The Fat Shaming Indian

Namaste! I am a citizen of the world’s largest democracy. I also am the stereotype you see on American television. I could be that touchy Mamaji, the gossipy NRI aunty or the disciplinarian Papa.

My world is actually really small – just like my stealthy, little mind. I judge people for the sheer reason of my eyesight; don’t want to be judged? Get away from my vision or stop existing, then. Interestingly, I also try to be a little sensitive, but that sort of behavior is reserved for events such as the death of a relative. Also, I could be the hot cousin with whom you think of a future with due to your distant ties and I also could be the struggling brother, trying to declare himself an engineer whilst working in a McDonald’s outlet in the USA.

And guess what? I will judge the flying saucer out of you today. I will body shame you.

Just the other day, as I was getting home from work, I met this sweet young girl in the elevator. A pleasant young woman, I was straying my eyes all over her (judging, duh) when they picked up the color of this fancy-looking plastic bag.

“What’s in there, beta?”

(Beta is the safest keyword to utilize and not to not come as judgmental and pathetic you actually are as a person; I think I am going to be a double standard aunty here.)

The girl smiled and replied that those were the yummiest little cupcakes she’d ever consumed.

My mind boggled.

No. Not at all. How could she indulge herself into something so normal?! Cupcakes? A 19 year old wants to have cupcakes?! She is about 29’’ inches at her waist! I could not fathom the guts of this young lady, I mean, how was she even going to find a suitable husband in the EXTREMELY near future? Okay, her parents would find a groom, I get it. I had to kill her enthusiasm, I just had to. She needed help.

“What? No, do not have those. You’re fat.” And we reached my floor and I went ahead with my chores.

Of course, I didn’t realize the negativity I just planted in the happy girl’s mind. And why would I? I had important things to do; like discussing last night’s Ekta Kapoor drama soap and what to expect today from the same. I also totally foiled her day and did not let the silly girl consume her tiny cupcakes happily. She was fat and she needed to know that, but I think she is too stupid to realize! I keep telling her that every time I see her!

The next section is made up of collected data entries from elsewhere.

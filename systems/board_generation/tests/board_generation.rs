use std::collections::BTreeSet;

use letter_hunt_core::{
    ConfigurationError, DensityBand, GameMode, Level, LevelRule, PlacementStrategy,
    RowParityRule, RuleKind, TargetSet, DIGITS, LETTERS,
};
use letter_hunt_system_board_generation::generate;
use letter_hunt_system_level_rules::rules_for;
use letter_hunt_system_randomness::seeded;

fn rule(level: u32, mode: GameMode) -> LevelRule {
    rules_for(Level::new(level), mode)
}

fn digit_at(symbol: char) -> u32 {
    symbol.to_digit(10).expect("row-parity boards hold digits only")
}

#[test]
fn solution_cells_hold_targets_and_other_cells_hold_fillers() {
    for level in 1..=8 {
        for seed in 0..8_u64 {
            let rule = rule(level, GameMode::Selection);
            let generated = generate(15, &rule, DensityBand::default(), None, &mut seeded(seed))
                .expect("density levels generate");
            let targets = generated.targets.characters();
            assert_eq!(targets.len(), rule.target_type_count());

            for (index, symbol) in generated.board.cells().iter().enumerate() {
                let is_target = targets.contains(symbol);
                assert_eq!(
                    is_target,
                    generated.solution.contains(&index),
                    "level {level} seed {seed}: cell {index} holds {symbol}"
                );
                assert!(rule.target_alphabet().contains(symbol));
            }
        }
    }
}

#[test]
fn default_band_keeps_target_count_between_56_and_68() {
    for seed in 0..64_u64 {
        let generated = generate(
            15,
            &rule(1, GameMode::Selection),
            DensityBand::default(),
            None,
            &mut seeded(seed),
        )
        .expect("level 1 generates");
        let count = generated.solution.len();
        assert!((56..=68).contains(&count), "seed {seed} produced {count}");
    }
}

#[test]
fn level_one_uses_a_single_letter_target() {
    let generated = generate(
        15,
        &rule(1, GameMode::Selection),
        DensityBand::default(),
        None,
        &mut seeded(21),
    )
    .expect("level 1 generates");
    let targets = generated.targets.characters();
    assert_eq!(targets.len(), 1);
    assert!(LETTERS.contains(&targets[0]));
    assert_eq!(generated.board.len(), 225);
}

#[test]
fn target_count_override_is_clamped_into_band() {
    let band = DensityBand::default();
    let low = generate(15, &rule(2, GameMode::Selection), band, Some(1), &mut seeded(3))
        .expect("generates");
    assert_eq!(low.solution.len(), 56);

    let high = generate(15, &rule(2, GameMode::Selection), band, Some(200), &mut seeded(3))
        .expect("generates");
    assert_eq!(high.solution.len(), 68);

    let exact = generate(15, &rule(2, GameMode::Selection), band, Some(60), &mut seeded(3))
        .expect("generates");
    assert_eq!(exact.solution.len(), 60);
}

#[test]
fn even_and_odd_levels_split_digits_by_parity() {
    let even = generate(
        15,
        &rule(7, GameMode::Selection),
        DensityBand::default(),
        None,
        &mut seeded(4),
    )
    .expect("level 7 generates");
    for (index, symbol) in even.board.cells().iter().enumerate() {
        assert_eq!(digit_at(*symbol) % 2 == 0, even.solution.contains(&index));
    }

    let odd = generate(
        15,
        &rule(8, GameMode::Selection),
        DensityBand::default(),
        None,
        &mut seeded(4),
    )
    .expect("level 8 generates");
    for (index, symbol) in odd.board.cells().iter().enumerate() {
        assert_eq!(digit_at(*symbol) % 2 == 1, odd.solution.contains(&index));
    }
}

#[test]
fn row_parity_solution_follows_row_and_digit_parity() {
    for (level, parity) in [(9, RowParityRule::Matching), (10, RowParityRule::Crossed)] {
        for seed in 0..8_u64 {
            let generated = generate(
                15,
                &rule(level, GameMode::Selection),
                DensityBand::default(),
                None,
                &mut seeded(seed),
            )
            .expect("row-parity levels generate");
            assert_eq!(generated.targets, TargetSet::RowParity(parity));

            for (index, symbol) in generated.board.cells().iter().enumerate() {
                assert!(DIGITS.contains(symbol));
                let (row, _) = generated.board.position(index).expect("on board");
                let even_row = row % 2 == 0;
                let even_digit = digit_at(*symbol) % 2 == 0;
                let expected = match parity {
                    RowParityRule::Matching => even_row == even_digit,
                    RowParityRule::Crossed => even_row != even_digit,
                };
                assert_eq!(expected, generated.solution.contains(&index));
            }
        }
    }
}

#[test]
fn count_mode_row_parity_counts_a_single_row_class() {
    let matching = generate(
        15,
        &rule(9, GameMode::Count),
        DensityBand::default(),
        None,
        &mut seeded(8),
    )
    .expect("level 9 generates");
    for &index in &matching.solution {
        let (row, _) = matching.board.position(index).expect("on board");
        let symbol = matching.board.cell(index).expect("on board");
        assert_eq!(row % 2, 0);
        assert_eq!(digit_at(symbol) % 2, 0);
    }

    let crossed = generate(
        15,
        &rule(10, GameMode::Count),
        DensityBand::default(),
        None,
        &mut seeded(8),
    )
    .expect("level 10 generates");
    for (index, symbol) in crossed.board.cells().iter().enumerate() {
        let (row, _) = crossed.board.position(index).expect("on board");
        let expected = row % 2 == 1 && digit_at(*symbol) % 2 == 1;
        assert_eq!(expected, crossed.solution.contains(&index));
    }
}

#[test]
fn placement_strategy_selects_the_algorithm() {
    for level in 1..=10 {
        let rule = rule(level, GameMode::Selection);
        let generated = generate(15, &rule, DensityBand::default(), None, &mut seeded(3))
            .expect("every table level generates");
        match rule.placement() {
            PlacementStrategy::RowParity(parity) => {
                assert_eq!(generated.targets, TargetSet::RowParity(parity));
                assert!(generated.board.cells().iter().all(|symbol| DIGITS.contains(symbol)));
            }
            PlacementStrategy::UniformRandomDensity => {
                assert!(matches!(generated.targets, TargetSet::Characters(_)));
                let (low, high) = DensityBand::default().count_bounds(225);
                assert!((low..=high).contains(&generated.solution.len()));
            }
        }
    }
}

#[test]
fn same_seed_generates_identical_boards() {
    for level in [1, 5, 6, 9] {
        let first = generate(
            15,
            &rule(level, GameMode::Selection),
            DensityBand::default(),
            None,
            &mut seeded(0xfeed),
        )
        .expect("generates");
        let second = generate(
            15,
            &rule(level, GameMode::Selection),
            DensityBand::default(),
            None,
            &mut seeded(0xfeed),
        )
        .expect("generates");
        assert_eq!(first, second, "level {level} diverged");
    }
}

#[test]
fn rejects_more_target_types_than_the_pool_holds() {
    let rule = LevelRule::new(
        Level::new(5),
        GameMode::Selection,
        RuleKind::Numbers { target_types: 11 },
    );
    let error = generate(15, &rule, DensityBand::default(), None, &mut seeded(1))
        .expect_err("eleven digits do not exist");
    assert_eq!(
        error,
        ConfigurationError::TargetTypesExceedAlphabet {
            level: 5,
            requested: 11,
            available: 10,
        }
    );
}

#[test]
fn rejects_rules_that_leave_no_fillers() {
    let rule = LevelRule::new(
        Level::new(5),
        GameMode::Selection,
        RuleKind::Numbers { target_types: 10 },
    );
    let error = generate(15, &rule, DensityBand::default(), None, &mut seeded(1))
        .expect_err("no filler digits remain");
    assert_eq!(error, ConfigurationError::EmptyFillerAlphabet { level: 5 });
}

#[test]
fn rejects_empty_board() {
    let error = generate(
        0,
        &rule(1, GameMode::Selection),
        DensityBand::default(),
        None,
        &mut seeded(1),
    )
    .expect_err("zero-sized board");
    assert_eq!(error, ConfigurationError::EmptyBoard);
}

#[test]
fn tiny_boards_still_respect_the_band() {
    let generated = generate(
        2,
        &rule(3, GameMode::Selection),
        DensityBand::default(),
        None,
        &mut seeded(9),
    )
    .expect("2x2 board generates");
    let expected: BTreeSet<usize> = (0..4)
        .filter(|index| {
            generated
                .targets
                .characters()
                .contains(&generated.board.cells()[*index])
        })
        .collect();
    assert_eq!(generated.solution, expected);
    assert_eq!(generated.solution.len(), 1);
}
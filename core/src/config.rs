//! Tunable game settings shared by the session and its adapters.

use std::time::Duration;

use serde::{Deserialize, Serialize};

use crate::{ConfigurationError, GameMode, Level};

/// Side length of the default square board.
pub const DEFAULT_BOARD_SIZE: usize = 15;
/// Lower edge of the default target density band.
pub const DEFAULT_MIN_TARGET_PERCENTAGE: f64 = 0.25;
/// Upper edge of the default target density band.
pub const DEFAULT_MAX_TARGET_PERCENTAGE: f64 = 0.30;
/// Default pause between submitting an answer and announcing the outcome.
pub const DEFAULT_REVEAL_DELAY_MS: u64 = 1_500;

/// Settings a session is created from.
///
/// Every field has a default, so a configuration file only needs to list the
/// values it overrides. Unknown keys are rejected to catch typos early.
#[derive(Clone, Debug, PartialEq, Serialize, Deserialize)]
#[serde(default, deny_unknown_fields)]
pub struct GameConfig {
    /// Number of rows and columns of the square board.
    pub board_size: usize,
    /// Smallest fraction of cells that hold targets on density levels.
    pub min_target_percentage: f64,
    /// Largest fraction of cells that hold targets on density levels.
    pub max_target_percentage: f64,
    /// Reveal delay between `CheckAnswer` and the outcome, in milliseconds.
    pub reveal_delay_ms: u64,
    /// Seed for the session random source; entropy is used when absent.
    pub seed: Option<u64>,
    /// Mode used by new rounds that do not request one.
    pub default_mode: GameMode,
    /// Level the session starts at and returns to on reset.
    pub starting_level: Level,
}

impl Default for GameConfig {
    fn default() -> Self {
        Self {
            board_size: DEFAULT_BOARD_SIZE,
            min_target_percentage: DEFAULT_MIN_TARGET_PERCENTAGE,
            max_target_percentage: DEFAULT_MAX_TARGET_PERCENTAGE,
            reveal_delay_ms: DEFAULT_REVEAL_DELAY_MS,
            seed: None,
            default_mode: GameMode::Selection,
            starting_level: Level::FIRST,
        }
    }
}

impl GameConfig {
    /// Target density band described by the percentage fields.
    pub fn density(&self) -> Result<DensityBand, ConfigurationError> {
        DensityBand::new(self.min_target_percentage, self.max_target_percentage)
    }

    /// Reveal delay as a duration.
    #[must_use]
    pub fn reveal_delay(&self) -> Duration {
        Duration::from_millis(self.reveal_delay_ms)
    }

    /// Checks that the settings can produce boards.
    pub fn validate(&self) -> Result<(), ConfigurationError> {
        if self.board_size == 0 {
            return Err(ConfigurationError::EmptyBoard);
        }
        let _ = self.density()?;
        Ok(())
    }
}

/// Inclusive range of the board fraction that must hold solution cells.
#[derive(Clone, Copy, Debug, PartialEq)]
pub struct DensityBand {
    min: f64,
    max: f64,
}

impl DensityBand {
    /// Creates a band, rejecting values outside `0 <= min <= max <= 1`.
    pub fn new(min: f64, max: f64) -> Result<Self, ConfigurationError> {
        let in_unit = |value: f64| value.is_finite() && (0.0..=1.0).contains(&value);
        if !in_unit(min) || !in_unit(max) || min > max {
            return Err(ConfigurationError::InvalidDensityBand { min, max });
        }
        Ok(Self { min, max })
    }

    /// Lower fraction of the band.
    #[must_use]
    pub const fn min(&self) -> f64 {
        self.min
    }

    /// Upper fraction of the band.
    #[must_use]
    pub const fn max(&self) -> f64 {
        self.max
    }

    /// Smallest and largest target cell counts for a board of `cells` cells.
    ///
    /// Both bounds are rounded to the nearest cell, so a 225-cell board with a
    /// 25% to 30% band yields `(56, 68)`. Neither bound exceeds `cells`.
    #[must_use]
    pub fn count_bounds(&self, cells: usize) -> (usize, usize) {
        let scale = |fraction: f64| ((cells as f64) * fraction).round() as usize;
        let low = scale(self.min).min(cells);
        let high = scale(self.max).min(cells).max(low);
        (low, high)
    }

    /// Clamps a requested target count into the band.
    #[must_use]
    pub fn clamp(&self, requested: usize, cells: usize) -> usize {
        let (low, high) = self.count_bounds(cells);
        requested.clamp(low, high)
    }
}

impl Default for DensityBand {
    fn default() -> Self {
        Self {
            min: DEFAULT_MIN_TARGET_PERCENTAGE,
            max: DEFAULT_MAX_TARGET_PERCENTAGE,
        }
    }
}
#![deny(
    unsafe_code,
    missing_docs,
    dead_code,
    unused_results,
    non_snake_case,
    unreachable_pub
)]

//! Pure answer validation for both game modes.

use std::collections::BTreeSet;

use letter_hunt_core::{GameStatus, InvalidInputError, TileStatus, ValidationResult};

/// Compares the player's selection against the solution.
///
/// The answer is correct only when every solution cell is selected and no
/// other cell is. Accuracy is the share of solution cells found and is zero
/// for an empty solution.
#[must_use]
pub fn check_selection(
    selected: &BTreeSet<usize>,
    solution: &BTreeSet<usize>,
) -> ValidationResult {
    let correct_count = selected.intersection(solution).count();
    let wrong_count = selected.len() - correct_count;
    let total_count = solution.len();
    let missed_count = total_count - correct_count;
    let accuracy = if total_count > 0 {
        correct_count as f64 / total_count as f64
    } else {
        0.0
    };

    ValidationResult {
        correct: correct_count == total_count && wrong_count == 0,
        correct_count,
        wrong_count,
        missed_count,
        total_count,
        accuracy,
    }
}

/// Compares a count guess against the size of the solution.
///
/// Count answers are all or nothing: a correct guess finds every solution
/// cell and a wrong guess finds none.
#[must_use]
pub fn check_count(guess: usize, solution: &BTreeSet<usize>) -> ValidationResult {
    let total_count = solution.len();
    let correct = guess == total_count;
    let correct_count = if correct { total_count } else { 0 };

    ValidationResult {
        correct,
        correct_count,
        wrong_count: 0,
        missed_count: total_count - correct_count,
        total_count,
        accuracy: if correct { 1.0 } else { 0.0 },
    }
}

/// Accepts a recorded count guess if it lies in `0..=max`.
pub fn validate_count(count: Option<i64>, max: usize) -> Result<usize, InvalidInputError> {
    let count = count.ok_or(InvalidInputError::MissingCount)?;
    if count < 0 {
        return Err(InvalidInputError::NegativeCount(count));
    }
    match usize::try_from(count) {
        Ok(value) if value <= max => Ok(value),
        _ => Err(InvalidInputError::CountTooLarge { count, max }),
    }
}

/// Parses typed text into a count guess in `0..=max`.
///
/// Surrounding whitespace is ignored and blank text counts as no guess.
pub fn parse_count(text: &str, max: usize) -> Result<usize, InvalidInputError> {
    let trimmed = text.trim();
    if trimmed.is_empty() {
        return Err(InvalidInputError::MissingCount);
    }
    let count = trimmed
        .parse::<i64>()
        .map_err(|_| InvalidInputError::NotANumber(trimmed.to_owned()))?;
    validate_count(Some(count), max)
}

/// Presentation status of the cell at `index`.
///
/// While a round is in progress only the player's own marks and hints show.
/// Once the answer is submitted every cell is classified against the
/// solution.
#[must_use]
pub fn tile_status(
    index: usize,
    selected: &BTreeSet<usize>,
    hinted: &BTreeSet<usize>,
    solution: &BTreeSet<usize>,
    status: GameStatus,
) -> TileStatus {
    let is_selected = selected.contains(&index);
    let is_solution = solution.contains(&index);

    match status {
        GameStatus::Checking | GameStatus::Won | GameStatus::Lost => {
            match (is_selected, is_solution) {
                (true, true) => TileStatus::Correct,
                (true, false) => TileStatus::Wrong,
                (false, true) => TileStatus::Missed,
                (false, false) => TileStatus::Plain,
            }
        }
        GameStatus::Idle | GameStatus::Playing | GameStatus::Paused => {
            if is_selected {
                TileStatus::Selected
            } else if hinted.contains(&index) {
                TileStatus::Hinted
            } else {
                TileStatus::Plain
            }
        }
    }
}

I am comfortable in my body hugging kurtis that let all my flab wobble at odd places. I also am comfortable with my tight leggings that highlight my thunder thighs and line my innerwear indecently. But, my point is that how can a normal, food-loving 19 year old eat whatever she likes and ‘swell’ up to a massive 29’’ inches of waistline?! Is it not 36-24-36? Come on, the last time my Australia-based sister’s 12 year old was here, I made it a point to remind her until she went back to the country that it was necessary for her to lose weight. Australia is too modern with little to no sanskriti around, and she’d probably see someone by 16 and that is just 4 years to go! Who will even look at her if she doesn’t lose that chubbiness? Please, just let the baby fat remain with the babies and not 12 year old girls and I honestly don’t care (or know) being called that ‘annoying Indian relative’ by the girl’s friends as soon as she gets back.

Kareena, Alia, Priyanka – if Bollywood is so easily available to you then please make sense of your existence and don’t become fat; follow fads and crash diets by these fit, thin celebrities. Anything over 48 kilograms is fat, remember. I may just probably call you a grain-filled gunny bag.

Not Sonakshi Sinha, though. Do not even think of being THAT fat.

Oh, and did I hear Huma Qureshi? A good actress, is she? Good for her, she still is fat.

Be anything, I will strive to destroy and depress as many people as I can; if not in this lifetime, then the ghosts of my past ridicule will most certainly haunt the memories of the ridiculed.